Source information:
--- --- ---

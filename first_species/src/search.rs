// Depth-first backtracking search for the best-scoring counterpoint.
//
// The solver grows one counterpoint line in place: push a candidate, evaluate
// the prefix, recurse if it is admissible, pop. A rejected prefix is never
// extended (rules.rs guarantees rejections are sticky). Every sibling at every
// level is visited, so the result is the best complete line reachable under
// pruning, not the first one found. A later line replaces the best only with a
// strictly greater score, so equal scores keep the earliest line in candidate
// order and the output is deterministic.
//
// All mutable search state lives in `Solver` and dies with it: independent
// runs share nothing and can run on separate threads.
//
// Recursion depth equals the cantus length (typically under 20 notes). Each
// node checks only the rules touching the newest note (rules.rs), and the
// candidate lists are built once per run. The tree is still exponential: a
// lower voice against a 14-note cantus visits billions of prefixes.
// `SearchConfig::max_nodes` caps the number of evaluated prefixes; the
// `generate` binary applies `DEFAULT_NODE_BUDGET` unless told otherwise.

use crate::cantus::CantusFirmus;
use crate::candidates::candidates;
use crate::pitch::Pitch;
use crate::rules::{RuleSet, RuleWeights, Verdict};
use crate::scale::Mode;
use crate::voice::VoicePosition;
use serde::{Deserialize, Serialize};

/// Node budget the command line uses when neither a flag nor the config
/// file sets one. A few seconds of search on a release build.
pub const DEFAULT_NODE_BUDGET: u64 = 20_000_000;

/// Search limits.
#[derive(Debug, Clone, Default, PartialEq, Serialize, Deserialize)]
#[serde(default)]
pub struct SearchConfig {
    /// Stop after evaluating this many prefixes. `None` searches exhaustively.
    pub max_nodes: Option<u64>,
}

impl SearchConfig {
    /// Resolve the budget for an interactive run: an explicit `cap` wins over
    /// the configured budget, which wins over `DEFAULT_NODE_BUDGET`.
    /// `exhaustive` lifts every cap.
    pub fn bounded(&self, cap: Option<u64>, exhaustive: bool) -> SearchConfig {
        let max_nodes = if exhaustive {
            None
        } else {
            Some(cap.or(self.max_nodes).unwrap_or(DEFAULT_NODE_BUDGET))
        };
        SearchConfig { max_nodes }
    }
}

/// A complete counterpoint line and its score.
#[derive(Debug, Clone, PartialEq, Eq, Serialize, Deserialize)]
pub struct Solution {
    pub notes: Vec<Pitch>,
    pub score: i32,
}

impl Solution {
    /// Raise a minor-key penultimate subtonic to the leading tone.
    ///
    /// The search only proposes diatonic pitches, so in minor it settles the
    /// cadence on the unaltered seventh degree; this applies the chromatic
    /// inflection to the finished line. Major keys and lines whose penultimate
    /// note is not the subtonic are returned unchanged.
    ///
    /// The raised note is not re-checked against the voice's range, so it can
    /// land a semitone outside it: in A minor a lower voice's G4 becomes Ab4,
    /// above the G4 ceiling.
    pub fn with_leading_tone(mut self, cantus: &CantusFirmus) -> Self {
        if cantus.mode != Mode::Minor || self.notes.len() < 2 {
            return self;
        }
        let scale = cantus.scale();
        let idx = self.notes.len() - 2;
        let note = self.notes[idx];
        if note.class == scale.subtonic() {
            let leading_tone = scale.leading_tone();
            // The leading tone wraps past B into the next octave.
            let octave = if leading_tone < note.class {
                note.octave + 1
            } else {
                note.octave
            };
            self.notes[idx] = Pitch::new(leading_tone, octave);
        }
        self
    }
}

/// Outcome and statistics of one search run.
#[derive(Debug, Clone, PartialEq, Eq)]
pub struct SearchReport {
    /// Best complete line, or None if the cantus admits no counterpoint.
    pub best: Option<Solution>,
    /// Prefixes evaluated.
    pub nodes: u64,
    /// Prefixes rejected by a hard rule.
    pub pruned: u64,
    /// Admissible complete lines seen.
    pub complete: u64,
    /// True if the node budget ran out before the search finished.
    pub budget_exhausted: bool,
}

/// Backtracking solver for one (cantus, voice) pair.
pub struct Solver<'a> {
    cantus: &'a CantusFirmus,
    rules: RuleSet<'a>,
    /// Candidate pitches for each cantus position.
    choices: Vec<Vec<Pitch>>,
    config: &'a SearchConfig,
    best: Option<Solution>,
    nodes: u64,
    pruned: u64,
    complete: u64,
    budget_exhausted: bool,
}

impl<'a> Solver<'a> {
    pub fn new(
        cantus: &'a CantusFirmus,
        voice: VoicePosition,
        weights: &'a RuleWeights,
        config: &'a SearchConfig,
    ) -> Self {
        let choices = cantus
            .notes()
            .iter()
            .map(|&note| candidates(cantus.tonic, note, voice, cantus.mode))
            .collect();
        Solver {
            cantus,
            rules: RuleSet::new(cantus, voice, weights),
            choices,
            config,
            best: None,
            nodes: 0,
            pruned: 0,
            complete: 0,
            budget_exhausted: false,
        }
    }

    pub fn run(mut self) -> SearchReport {
        let mut line = Vec::with_capacity(self.cantus.len());
        self.extend(&mut line);

        match &self.best {
            Some(best) => log::info!(
                "search finished: best score {} after {} nodes ({} pruned, {} complete)",
                best.score,
                self.nodes,
                self.pruned,
                self.complete
            ),
            None => log::info!(
                "search finished without a solution after {} nodes ({} pruned)",
                self.nodes,
                self.pruned
            ),
        }
        if self.budget_exhausted {
            log::warn!("node budget of {:?} exhausted; result may not be the best", self.config.max_nodes);
        }

        SearchReport {
            best: self.best,
            nodes: self.nodes,
            pruned: self.pruned,
            complete: self.complete,
            budget_exhausted: self.budget_exhausted,
        }
    }

    fn out_of_budget(&self) -> bool {
        self.config.max_nodes.is_some_and(|max| self.nodes >= max)
    }

    /// Try every candidate for position `line.len()`.
    fn extend(&mut self, line: &mut Vec<Pitch>) {
        let step = line.len();
        if self.choices[step].is_empty() {
            log::trace!("no candidates against {} at note {}", self.cantus.notes()[step], step);
        }

        for i in 0..self.choices[step].len() {
            if self.out_of_budget() {
                self.budget_exhausted = true;
                return;
            }
            self.nodes += 1;

            line.push(self.choices[step][i]);
            match self.rules.evaluate_newest(line) {
                Verdict::Reject(violation) => {
                    self.pruned += 1;
                    log::trace!("pruned {:?}: {}", line, violation);
                }
                Verdict::Score(score) if line.len() == self.cantus.len() => {
                    self.complete += 1;
                    self.offer(line, score);
                }
                Verdict::Score(_) => self.extend(line),
            }
            line.pop();
        }
    }

    fn offer(&mut self, line: &[Pitch], score: i32) {
        if self.best.as_ref().is_some_and(|best| score <= best.score) {
            return;
        }
        log::debug!("new best (score {}): {:?}", score, line);
        self.best = Some(Solution {
            notes: line.to_vec(),
            score,
        });
    }
}

/// Exhaustive search with default weights.
pub fn solve(cantus: &CantusFirmus, voice: VoicePosition) -> Option<Solution> {
    let weights = RuleWeights::default();
    let config = SearchConfig::default();
    Solver::new(cantus, voice, &weights, &config).run().best
}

--- --- ---

Your objective:
Copy out, from the records above, every line that holds the string "offer".

Reply to the task:
                    self.offer(line, score);
    fn offer(&mut self, line: &[Pitch], score: i32) {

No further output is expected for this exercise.